Kirstin Purtich has contributed research and writing to exhibitions at the Los Angeles County Museum of Art, the Metropolitan Museum of Art, the Bard Graduate Center Gallery, and The Richard H. Driehaus Museum. She is a Wardrobe Manager at Garde Robe, in addition to working as an independent textile and fashion conservator and exhibition consultant. During 2016-2019, she was part of the curatorial team at the American Federation of Arts, where she organized traveling exhibitions of fashion, architecture, and design. Among these projects was Sporting Fashion: Outdoor Girls 1800 to 1960, an exhibition and catalogue from the FIDM Museum at Los Angeles’ Fashion Institute of Design and Merchandising. She holds a MA in fashion conservation from the Fashion Institute of Technology, New York, and an MA in decorative arts, design history, and material culture from the Bard Graduate Center, New York.

Jeordy Raines
Jeordy Raines
Editor/ Proofreader

Jeordy Raines is an historian with an interest in dress history, social history, and material culture. After obtaining a BA in History at Kings College London in 2018, she went on to study History of Art at The Courtauld Institute of Art, London. She graduated in 2019 with a Master’s degree in “Documenting Fashion: Modernity, Film & Image in Europe and America, 1920-1960,” supervised by Dr. Rebecca Arnold.

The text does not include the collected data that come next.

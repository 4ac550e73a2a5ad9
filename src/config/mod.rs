#[cfg(feature = "cli")]
pub mod cli;
pub mod relay_config;

#[cfg(feature = "cli")]
pub use cli::CliArgs;
pub use relay_config::RelayConfig;
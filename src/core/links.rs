use crate::domain::model::LinkList;
use crate::utils::error::{RelayError, Result};
use std::io::ErrorKind;
use std::path::{Path, PathBuf};
use url::Url;

/// Reads reel URLs, one per line.
#[derive(Debug, Clone)]
pub struct LinkSource {
    path: PathBuf,
}

impl LinkSource {
    pub fn new(path: impl Into<PathBuf>) -> Self {
        Self { path: path.into() }
    }

    pub fn path(&self) -> &Path {
        &self.path
    }

    /// A missing file yields an empty list; the caller decides whether to abort.
    pub fn load(&self) -> Result<LinkList> {
        match std::fs::read_to_string(&self.path) {
            Ok(content) => Ok(parse_links(&content)),
            Err(e) if e.kind() == ErrorKind::NotFound => {
                tracing::error!("❌ File '{}' not found.", self.path.display());
                Ok(LinkList::default())
            }
            Err(e) => Err(RelayError::IoError(e)),
        }
    }
}

pub fn parse_links(content: &str) -> LinkList {
    LinkList::new(
        content
            .lines()
            .map(str::trim)
            .filter(|line| !line.is_empty())
            .map(str::to_string)
            .collect(),
    )
}

const POST_MARKERS: [&str; 4] = ["p", "reel", "reels", "tv"];

/// 從連結取出 shortcode
///
/// Takes the segment after a `p`/`reel`/`reels`/`tv` marker when the URL has
/// one, otherwise the segment just before the trailing one
/// (`.../<shortcode>/`).
pub fn shortcode_from_url(link: &str) -> Result<String> {
    let invalid = |reason: &str| RelayError::InvalidLink {
        url: link.to_string(),
        reason: reason.to_string(),
    };

    if let Ok(url) = Url::parse(link) {
        if let Some(segments) = url.path_segments() {
            let segments: Vec<&str> = segments.collect();
            if let Some(position) = segments
                .iter()
                .position(|segment| POST_MARKERS.contains(segment))
            {
                return match segments.get(position + 1) {
                    Some(code) if !code.is_empty() => Ok(code.to_string()),
                    _ => Err(invalid("no shortcode after the post marker")),
                };
            }
        }
    }

    match link.rsplit('/').nth(1) {
        Some(code) if !code.is_empty() && !code.contains(':') => Ok(code.to_string()),
        _ => Err(invalid("expected a URL ending in /<shortcode>/")),
    }
}
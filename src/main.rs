use anyhow::Context;
use clap::Parser;
use console::style;
use reel_relay::adapters::{ConsolePrompt, FfprobeProbe, HttpSession};
use reel_relay::core::links::{shortcode_from_url, LinkSource};
use reel_relay::domain::model::RunResult;
use reel_relay::domain::ports::{CodePrompt, Pacer, VideoProbe};
use reel_relay::utils::{logger, validation::Validate};
use reel_relay::{
    AspectGate, ChallengeHandler, CliArgs, DownloadAgent, RelayConfig, RelayEngine, RelayError,
    SleepPacer, UploadAgent,
};
use std::sync::Arc;

fn print_header() {
    let rule = "=".repeat(50);
    println!("\n{}", style(&rule).cyan());
    println!("{}", style("Instagram Reel Downloader and Uploader").cyan());
    println!("{}\n", style(&rule).cyan());
}

#[tokio::main]
async fn main() {
    dotenv::dotenv().ok();
    let args = CliArgs::parse();

    // 初始化日誌
    if args.json_logs {
        logger::init_json_logger(args.verbose);
    } else {
        logger::init_cli_logger(args.verbose);
    }
    print_header();

    let config = match load_config(&args) {
        Ok(config) => config,
        Err(e) => {
            tracing::error!("❌ Configuration failed: {:#}", e);
            eprintln!("❌ {:#}", e);
            std::process::exit(1);
        }
    };
    if args.verbose {
        tracing::debug!("Config: {:?}", config);
    }

    if args.dry_run {
        tracing::info!("🔍 DRY RUN MODE - No actual processing will occur");
        perform_dry_run(&config);
        return;
    }

    let engine = match build_engine(&config) {
        Ok(engine) => engine,
        Err(e) => {
            tracing::error!("❌ Could not set up sessions: {}", e);
            eprintln!("❌ {}", e.user_friendly_message());
            std::process::exit(1);
        }
    };

    let code = tokio::select! {
        result = engine.run() => exit_code(result),
        _ = tokio::signal::ctrl_c() => exit_code(Err(RelayError::Interrupted)),
    };
    // 不等待卡在輸入提示上的 blocking thread
    std::process::exit(code);
}

fn exit_code(result: reel_relay::Result<RunResult>) -> i32 {
    match result {
        Ok(summary) => {
            tracing::info!(
                "✅ Done: {} of {} reels downloaded, {} uploaded",
                summary.downloads_succeeded,
                summary.links_attempted,
                summary.uploads_succeeded
            );
            0
        }
        Err(e) if e.is_interrupt() => {
            println!("\n\nProgram interrupted. Exiting...");
            0
        }
        Err(e) => {
            tracing::error!(
                "❌ Failed to download reels: {} (Category: {:?}, Severity: {:?})",
                e,
                e.category(),
                e.severity()
            );
            tracing::error!("💡 Recovery suggestion: {}", e.recovery_suggestion());
            eprintln!("❌ {}", e.user_friendly_message());
            1
        }
    }
}

fn load_config(args: &CliArgs) -> anyhow::Result<RelayConfig> {
    let mut config = RelayConfig::load(&args.config)
        .with_context(|| format!("failed to load {}", args.config.display()))?;
    args.apply_to(&mut config);
    config.validate().context("configuration validation failed")?;
    Ok(config)
}

fn build_engine(config: &RelayConfig) -> reel_relay::Result<RelayEngine<HttpSession, HttpSession>> {
    let pacer: Arc<dyn Pacer> = Arc::new(SleepPacer::new());
    let prompt: Arc<dyn CodePrompt> = Arc::new(ConsolePrompt::new());
    let probe: Arc<dyn VideoProbe> = Arc::new(FfprobeProbe::new(&config.probe.ffprobe_path));
    let challenge = ChallengeHandler::new(
        prompt,
        config.challenge.max_attempts,
        config.challenge.timeout(),
    );

    // 下載與上傳各用獨立的 session
    let downloader = DownloadAgent::new(
        HttpSession::new(&config.api)?,
        config.download.clone(),
        pacer.clone(),
        challenge.clone(),
    );
    let uploader = UploadAgent::new(
        HttpSession::new(&config.api)?,
        config.upload.clone(),
        AspectGate::from(&config.aspect),
        probe,
        pacer,
        challenge,
    );
    Ok(RelayEngine::new(downloader, uploader))
}

fn perform_dry_run(config: &RelayConfig) {
    let source = LinkSource::new(&config.download.links_file);
    let links = match source.load() {
        Ok(links) => links,
        Err(e) => {
            tracing::error!("❌ Error reading file: {}", e);
            return;
        }
    };
    tracing::info!("📋 {} links in {}", links.len(), source.path().display());
    for (ordinal, url) in links.iter() {
        match shortcode_from_url(url) {
            Ok(code) => tracing::info!(
                "  {} -> {} ({})",
                ordinal,
                config.download.output_dir.join(format!("{}.mp4", ordinal)).display(),
                code
            ),
            Err(e) => tracing::warn!("  {} -> skipped: {}", ordinal, e),
        }
    }
    tracing::info!(
        "⬆️ Uploads would use caption {:?} with {}s between uploads",
        config.upload.caption.as_deref().unwrap_or_default(),
        config.upload.delay_seconds
    );
}
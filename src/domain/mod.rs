// Domain layer: core models and ports (interfaces). No I/O lives here.

pub mod model;
pub mod ports;
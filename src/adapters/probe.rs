//! Video dimensions via `ffprobe`

use crate::domain::model::Dimensions;
use crate::domain::ports::VideoProbe;
use crate::utils::error::{RelayError, Result};
use serde::Deserialize;
use std::path::{Path, PathBuf};
use std::process::{Command, Stdio};

#[derive(Debug, Clone)]
pub struct FfprobeProbe {
    binary: PathBuf,
}

#[derive(Debug, Deserialize)]
struct ProbeOutput {
    #[serde(default)]
    streams: Vec<ProbeStream>,
}

#[derive(Debug, Deserialize)]
struct ProbeStream {
    width: Option<u32>,
    height: Option<u32>,
}

impl FfprobeProbe {
    pub fn new(binary: impl Into<PathBuf>) -> Self {
        Self {
            binary: binary.into(),
        }
    }
}

impl Default for FfprobeProbe {
    fn default() -> Self {
        Self::new("ffprobe")
    }
}

impl VideoProbe for FfprobeProbe {
    fn dimensions(&self, video: &Path) -> Result<Dimensions> {
        let failed = |message: String| RelayError::ProbeFailed {
            path: video.to_path_buf(),
            message,
        };

        let output = Command::new(&self.binary)
            .args([
                "-v",
                "error",
                "-select_streams",
                "v:0",
                "-show_entries",
                "stream=width,height",
                "-of",
                "json",
            ])
            .arg(video)
            .stdout(Stdio::piped())
            .stderr(Stdio::piped())
            .output()
            .map_err(|e| failed(format!("could not run {}: {}", self.binary.display(), e)))?;

        if !output.status.success() {
            return Err(failed(
                String::from_utf8_lossy(&output.stderr).trim().to_string(),
            ));
        }

        parse_probe_output(&String::from_utf8_lossy(&output.stdout))
            .map_err(|e| failed(e.to_string()))
    }
}

/// Reads the first video stream's size from ffprobe's JSON output.
pub fn parse_probe_output(stdout: &str) -> Result<Dimensions> {
    let parsed: ProbeOutput = serde_json::from_str(stdout)?;
    parsed
        .streams
        .into_iter()
        .find_map(|stream| match (stream.width, stream.height) {
            (Some(width), Some(height)) if width > 0 && height > 0 => {
                Some(Dimensions::new(width, height))
            }
            _ => None,
        })
        .ok_or_else(|| RelayError::ProbeFailed {
            path: PathBuf::new(),
            message: "no video stream with dimensions".to_string(),
        })
}
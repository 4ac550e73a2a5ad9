use crate::config::relay_config::RelayConfig;
use clap::Parser;
use std::path::PathBuf;

#[derive(Debug, Clone, Parser)]
#[command(name = "reel-relay")]
#[command(about = "Download reels with one account and re-upload them with another")]
pub struct CliArgs {
    /// Path to TOML configuration file
    #[arg(short, long, default_value = "reel-relay.toml")]
    pub config: PathBuf,

    /// Override the links file (one reel URL per line)
    #[arg(long)]
    pub links_file: Option<PathBuf>,

    /// Override the downloads directory
    #[arg(long)]
    pub output_dir: Option<PathBuf>,

    /// Override the caption used for every upload
    #[arg(long)]
    pub caption: Option<String>,

    /// Enable verbose output
    #[arg(short, long)]
    pub verbose: bool,

    /// Emit logs as JSON lines
    #[arg(long)]
    pub json_logs: bool,

    /// Show what would be processed without logging in or touching files
    #[arg(long)]
    pub dry_run: bool,
}

impl CliArgs {
    /// 命令列參數優先於檔案與環境變數
    pub fn apply_to(&self, config: &mut RelayConfig) {
        if let Some(links_file) = &self.links_file {
            config.download.links_file = links_file.clone();
        }
        if let Some(output_dir) = &self.output_dir {
            config.download.output_dir = output_dir.clone();
        }
        if let Some(caption) = &self.caption {
            config.upload.caption = Some(caption.clone());
        }
    }
}

#[cfg(test)]
mod tests {
    use super::*;

    #[test]
    fn test_cli_overrides() {
        let args = CliArgs::parse_from([
            "reel-relay",
            "--links-file",
            "batch.txt",
            "--caption",
            "New caption",
            "--dry-run",
        ]);
        let mut config = RelayConfig::default();
        args.apply_to(&mut config);

        assert!(args.dry_run);
        assert_eq!(config.download.links_file, PathBuf::from("batch.txt"));
        assert_eq!(config.download.output_dir, PathBuf::from("downloads"));
        assert_eq!(config.upload.caption.as_deref(), Some("New caption"));
    }
}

Her dissertation topic, “’Jewish Women, English Dress: How Jewish Women in England Navigated Identity Through Clothing, 1939-1955,” explored extant dress, photographs, and oral histories to reveal the stories of Jewish women living in Britain during and after the Second World War. Jeordy is currently based in Los Angeles, California and works as an educator, archivist, and editor.